Input data —
══════

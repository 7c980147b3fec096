use std::fmt;

/// 片段句柄：指向 [`FragmentStore`] 中记录的稳定整数下标。
///
/// 初始 k-mer 的句柄与其在序列中的起点序号一致（第 i 个 k-mer 的句柄为 i）。
#[derive(Debug, Clone, Copy, PartialEq, Eq, Hash, PartialOrd, Ord)]
pub struct FragmentId(usize);

impl FragmentId {
    #[inline]
    pub fn index(self) -> usize {
        self.0
    }
}

impl From<usize> for FragmentId {
    fn from(i: usize) -> Self {
        FragmentId(i)
    }
}

impl fmt::Display for FragmentId {
    fn fmt(&self, f: &mut fmt::Formatter<'_>) -> fmt::Result {
        write!(f, "#{}", self.0)
    }
}

#[derive(Debug, Clone, Copy, PartialEq, Eq)]
enum Origin {
    Kmer(usize),
    Merged { suffix: FragmentId, prefix: FragmentId },
}

#[derive(Debug, Clone)]
struct FragmentRecord {
    seq: String,
    origin: Origin,
    live: bool,
}

/// 片段仓库（arena）。
/// - 每条记录只追加、不删除；合并时旧记录标记为失效，新记录追加在末尾。
/// - `parent` 为并查集父指针：失效句柄指向它被合并进的句柄，存活句柄指向自身。
/// - 存活片段的来源集合划分全部 k-mer 下标（完整且互不相交）。
#[derive(Debug, Clone)]
pub struct FragmentStore {
    records: Vec<FragmentRecord>,
    parent: Vec<FragmentId>,
    live: usize,
    n_kmers: usize,
}

impl FragmentStore {
    pub fn from_kmers<S: AsRef<str>>(kmers: &[S]) -> Self {
        let records: Vec<FragmentRecord> = kmers
            .iter()
            .enumerate()
            .map(|(i, s)| FragmentRecord {
                seq: s.as_ref().to_string(),
                origin: Origin::Kmer(i),
                live: true,
            })
            .collect();
        let parent = (0..records.len()).map(FragmentId::from).collect();
        let n = records.len();
        Self { records, parent, live: n, n_kmers: n }
    }

    /// 当前存活片段数
    #[inline]
    pub fn len(&self) -> usize {
        self.live
    }

    #[inline]
    pub fn is_empty(&self) -> bool {
        self.live == 0
    }

    /// 初始 k-mer 数量
    #[inline]
    pub fn kmer_count(&self) -> usize {
        self.n_kmers
    }

    pub fn contains(&self, id: FragmentId) -> bool {
        self.records.get(id.index()).map(|r| r.live).unwrap_or(false)
    }

    /// 存活片段的字符串内容
    pub fn get(&self, id: FragmentId) -> Option<&str> {
        self.records
            .get(id.index())
            .filter(|r| r.live)
            .map(|r| r.seq.as_str())
    }

    /// 存活句柄，按句柄升序
    pub fn ids(&self) -> impl Iterator<Item = FragmentId> + '_ {
        self.records
            .iter()
            .enumerate()
            .filter(|(_, r)| r.live)
            .map(|(i, _)| FragmentId::from(i))
    }

    /// 将 `suffix` 与 `prefix` 合并为内容为 `seq` 的新片段，返回新句柄。
    /// 两个句柄都必须存活且互不相同。
    pub fn merge(&mut self, suffix: FragmentId, prefix: FragmentId, seq: String) -> FragmentId {
        debug_assert!(suffix != prefix);
        debug_assert!(self.contains(suffix) && self.contains(prefix));

        let id = FragmentId::from(self.records.len());
        self.records[suffix.index()].live = false;
        self.records[prefix.index()].live = false;
        // 失效记录不再需要内容
        self.records[suffix.index()].seq = String::new();
        self.records[prefix.index()].seq = String::new();
        self.records.push(FragmentRecord {
            seq,
            origin: Origin::Merged { suffix, prefix },
            live: true,
        });
        self.parent.push(id);
        self.parent[suffix.index()] = id;
        self.parent[prefix.index()] = id;
        self.live -= 1;
        id
    }

    /// 查询第 `kmer` 个 k-mer 当前所在的存活片段（不做路径压缩）
    pub fn resolve(&self, kmer: usize) -> Option<FragmentId> {
        if kmer >= self.n_kmers {
            return None;
        }
        let mut cur = FragmentId::from(kmer);
        loop {
            let next = self.parent[cur.index()];
            if next == cur {
                return Some(cur);
            }
            cur = next;
        }
    }

    /// 同 [`resolve`](Self::resolve)，但沿途做路径减半
    pub fn find(&mut self, kmer: usize) -> Option<FragmentId> {
        if kmer >= self.n_kmers {
            return None;
        }
        let mut cur = FragmentId::from(kmer);
        while self.parent[cur.index()] != cur {
            let grand = self.parent[self.parent[cur.index()].index()];
            self.parent[cur.index()] = grand;
            cur = grand;
        }
        Some(cur)
    }

    /// 片段的来源：按拼接顺序排列的原始 k-mer 下标
    pub fn provenance(&self, id: FragmentId) -> Vec<usize> {
        let mut out = Vec::new();
        if id.index() >= self.records.len() {
            return out;
        }
        let mut stack = vec![id];
        while let Some(cur) = stack.pop() {
            match self.records[cur.index()].origin {
                Origin::Kmer(i) => out.push(i),
                Origin::Merged { suffix, prefix } => {
                    stack.push(prefix);
                    stack.push(suffix);
                }
            }
        }
        out
    }

    /// 仅剩一个片段时取出其内容
    pub fn single(&self) -> Option<&str> {
        if self.live != 1 {
            return None;
        }
        self.records.iter().find(|r| r.live).map(|r| r.seq.as_str())
    }
}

══════

Assignment —
Copy each entry exactly. Omit none.

Written response —
repository 7c980147b3fec096
use std::fmt;

/// 片段句柄：指向 [`FragmentStore`] 中记录的稳定整数下标。
///
/// 初始 k-mer 的句柄与其在序列中的起点序号一致（第 i 个 k-mer 的句柄为 i）。
#[derive(Debug, Clone, Copy, PartialEq, Eq, Hash, PartialOrd, Ord)]
pub struct FragmentId(usize);

impl FragmentId {
    #[inline]
    pub fn index(self) -> usize {
        self.0
    }
}

impl From<usize> for FragmentId {
    fn from(i: usize) -> Self {
        FragmentId(i)
    }
}

impl fmt::Display for FragmentId {
    fn fmt(&self, f: &mut fmt::Formatter<'_>) -> fmt::Result {
        write!(f, "#{}", self.0)
    }
}

#[derive(Debug, Clone, Copy, PartialEq, Eq)]
enum Origin {
    Kmer(usize),
    Merged { suffix: FragmentId, prefix: FragmentId },
}

#[derive(Debug, Clone)]
struct FragmentRecord {
    seq: String,
    origin: Origin,
    live: bool,
}

/// 片段仓库（arena）。
/// - 每条记录只追加、不删除；合并时旧记录标记为失效，新记录追加在末尾。
/// - `parent` 为并查集父指针：失效句柄指向它被合并进的句柄，存活句柄指向自身。
/// - 存活片段的来源集合划分全部 k-mer 下标（完整且互不相交）。
#[derive(Debug, Clone)]
pub struct FragmentStore {
    records: Vec<FragmentRecord>,
    parent: Vec<FragmentId>,
    live: usize,
    n_kmers: usize,
}

impl FragmentStore {
    pub fn from_kmers<S: AsRef<str>>(kmers: &[S]) -> Self {
        let records: Vec<FragmentRecord> = kmers
            .iter()
            .enumerate()
            .map(|(i, s)| FragmentRecord {
                seq: s.as_ref().to_string(),
                origin: Origin::Kmer(i),
                live: true,
            })
            .collect();
        let parent = (0..records.len()).map(FragmentId::from).collect();
        let n = records.len();
        Self { records, parent, live: n, n_kmers: n }
    }

    /// 当前存活片段数
    #[inline]
    pub fn len(&self) -> usize {
        self.live
    }

    #[inline]
    pub fn is_empty(&self) -> bool {
        self.live == 0
    }

    /// 初始 k-mer 数量
    #[inline]
    pub fn kmer_count(&self) -> usize {
        self.n_kmers
    }

    pub fn contains(&self, id: FragmentId) -> bool {
        self.records.get(id.index()).map(|r| r.live).unwrap_or(false)
    }

    /// 存活片段的字符串内容
    pub fn get(&self, id: FragmentId) -> Option<&str> {
        self.records
            .get(id.index())
            .filter(|r| r.live)
            .map(|r| r.seq.as_str())
    }

    /// 存活句柄，按句柄升序
    pub fn ids(&self) -> impl Iterator<Item = FragmentId> + '_ {
        self.records
            .iter()
            .enumerate()
            .filter(|(_, r)| r.live)
            .map(|(i, _)| FragmentId::from(i))
    }

    /// 将 `suffix` 与 `prefix` 合并为内容为 `seq` 的新片段，返回新句柄。
    /// 两个句柄都必须存活且互不相同。
    pub fn merge(&mut self, suffix: FragmentId, prefix: FragmentId, seq: String) -> FragmentId {
        debug_assert!(suffix != prefix);
        debug_assert!(self.contains(suffix) && self.contains(prefix));

        let id = FragmentId::from(self.records.len());
        self.records[suffix.index()].live = false;
        self.records[prefix.index()].live = false;
        // 失效记录不再需要内容
        self.records[suffix.index()].seq = String::new();
        self.records[prefix.index()].seq = String::new();
        self.records.push(FragmentRecord {
            seq,
            origin: Origin::Merged { suffix, prefix },
            live: true,
        });
        self.parent.push(id);
        self.parent[suffix.index()] = id;
        self.parent[prefix.index()] = id;
        self.live -= 1;
        id
    }

    /// 查询第 `kmer` 个 k-mer 当前所在的存活片段（不做路径压缩）
    pub fn resolve(&self, kmer: usize) -> Option<FragmentId> {
        if kmer >= self.n_kmers {
            return None;
        }
        let mut cur = FragmentId::from(kmer);
        loop {
            let next = self.parent[cur.index()];
            if next == cur {
                return Some(cur);
            }
            cur = next;
        }
    }

    /// 同 [`resolve`](Self::resolve)，但沿途做路径减半
    pub fn find(&mut self, kmer: usize) -> Option<FragmentId> {
        if kmer >= self.n_kmers {
            return None;
        }
        let mut cur = FragmentId::from(kmer);
        while self.parent[cur.index()] != cur {
            let grand = self.parent[self.parent[cur.index()].index()];
            self.parent[cur.index()] = grand;
            cur = grand;
        }
        Some(cur)
    }

    /// 片段的来源：按拼接顺序排列的原始 k-mer 下标
    pub fn provenance(&self, id: FragmentId) -> Vec<usize> {
        let mut out = Vec::new();
        if id.index() >= self.records.len() {
            return out;
        }
        let mut stack = vec![id];
        while let Some(cur) = stack.pop() {
            match self.records[cur.index()].origin {
                Origin::Kmer(i) => out.push(i),
                Origin::Merged { suffix, prefix } => {
                    stack.push(prefix);
                    stack.push(suffix);
                }
            }
        }
        out
    }

    /// 仅剩一个片段时取出其内容
    pub fn single(&self) -> Option<&str> {
        if self.live != 1 {
            return None;
        }
        self.records.iter().find(|r| r.live).map(|r| r.seq.as_str())
    }
}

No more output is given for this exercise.